Performing laparoscopy usually only requires three tiny incisions less than one half inch, (about 5-10 millimeters) in length. One incision is made inside the navel, and another is usually made near the bikini line. The first incision allows a needle to be injected into the abdomen so carbon dioxide gas can be pumped inside the cavity of the abdomen, which helps to keep intestines & omentum up and away from organs. This allows the surgeon a better view and more working space to maneuver the laparoscope and surgical tools as needed. Using small incisions rather than opening the abdomen lessens recovery time as well as discomfort and makes surgical scars less noticeable.
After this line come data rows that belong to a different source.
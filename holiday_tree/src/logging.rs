//! Console logging via `tracing-subscriber`.

use anyhow::{Context, Result};
use tracing_subscriber::filter::{EnvFilter, LevelFilter};
use tracing_subscriber::fmt;
use tracing_subscriber::prelude::*;

/// Install the global subscriber.  `RUST_LOG` overrides `default_level`.
pub fn init(default_level: &str) -> Result<()> {
    let level: LevelFilter = default_level
        .parse()
        .with_context(|| format!("unknown log level {:?}", default_level))?;

    let filter = EnvFilter::builder()
        .with_default_directive(level.into())
        .from_env_lossy();

    tracing_subscriber::registry()
        .with(
            fmt::layer()
                .with_writer(std::io::stderr)
                .with_target(false)
                .with_filter(filter),
        )
        .try_init()
        .context("a global logger is already installed")?;
    Ok(())
}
Vaginal space is dissected in usual way after putting Folly’s catheter in urethra and rectal probe in rectum by 3 cms long incision at labia minora.  Laparoscopic light & pnumo helps during vaginal dissection. Peritoneum is cathched with two artery forceps, opened from below under laparoscopic guidance and edges of the catched peritoneum is circumferentially mobilized down till we can take tension free stitch with dissected & pulled peritoneum & labia minora by few No1/0 Vicryl figure of ‘8” stiches. Then vagina is closed with mop to prevent leakage of pneumoperitoneum from below and laparoscopically neo fornices are created at the level of pelvic brim by purse string stitches taken to close vaginal upper end with No-1 Vicryl stitch & approximating with extra corporeal knot. This technique gives two cms wide vagina & 8-10 cms long vagina and good quality of sexual function and patient discharged on the next day & with minimum requirement of postoperative care.

Post-operative Course:

 

  • Patient remains drowsy/sedated for 2-3 hours after laparoscopy but conscious & pain free.
  • Patient can take fluids 3-4 hours after laparoscopy & light food after 4-6 hours.
  • She may feel little abdominal & shoulder pain after laparoscopy for 24 hours but it cam be relived with pain killer tabs.
  • Most of the patients can walk normally without support and can take normal diet 6-8 hours after the laparoscopy.
  • She can be discharged on the same day of the operation.
  • Few patients may feel nausea & vomiting after laparoscopy, which can be very well controlled with injection in post-operative room.
  • Folly’s catheter is removed on next day.
  • Patient is advised to prepare vaginal stent from 10/20 cc syringe with gauze pieces applied around it and then condom is applied on it and then xylocaine jelly with soframycin applied on stent –which is advised to put the same in vagina gently every night, till she starts actual sexual relation 45 days after operation.
  • Patient can do her normal activity within 24 hours after laparoscopy. Patient is advised to take antibiotics & analgesic tabs. for 5 days following laparoscopy.
  • Patient is advised to report to doctor for severe pain or bleeding or fever in postoperative period (Day-1 to Day-5) immediately.
  • Patient is advised to come for follow up 7 days after the Laparoscopy for dressing.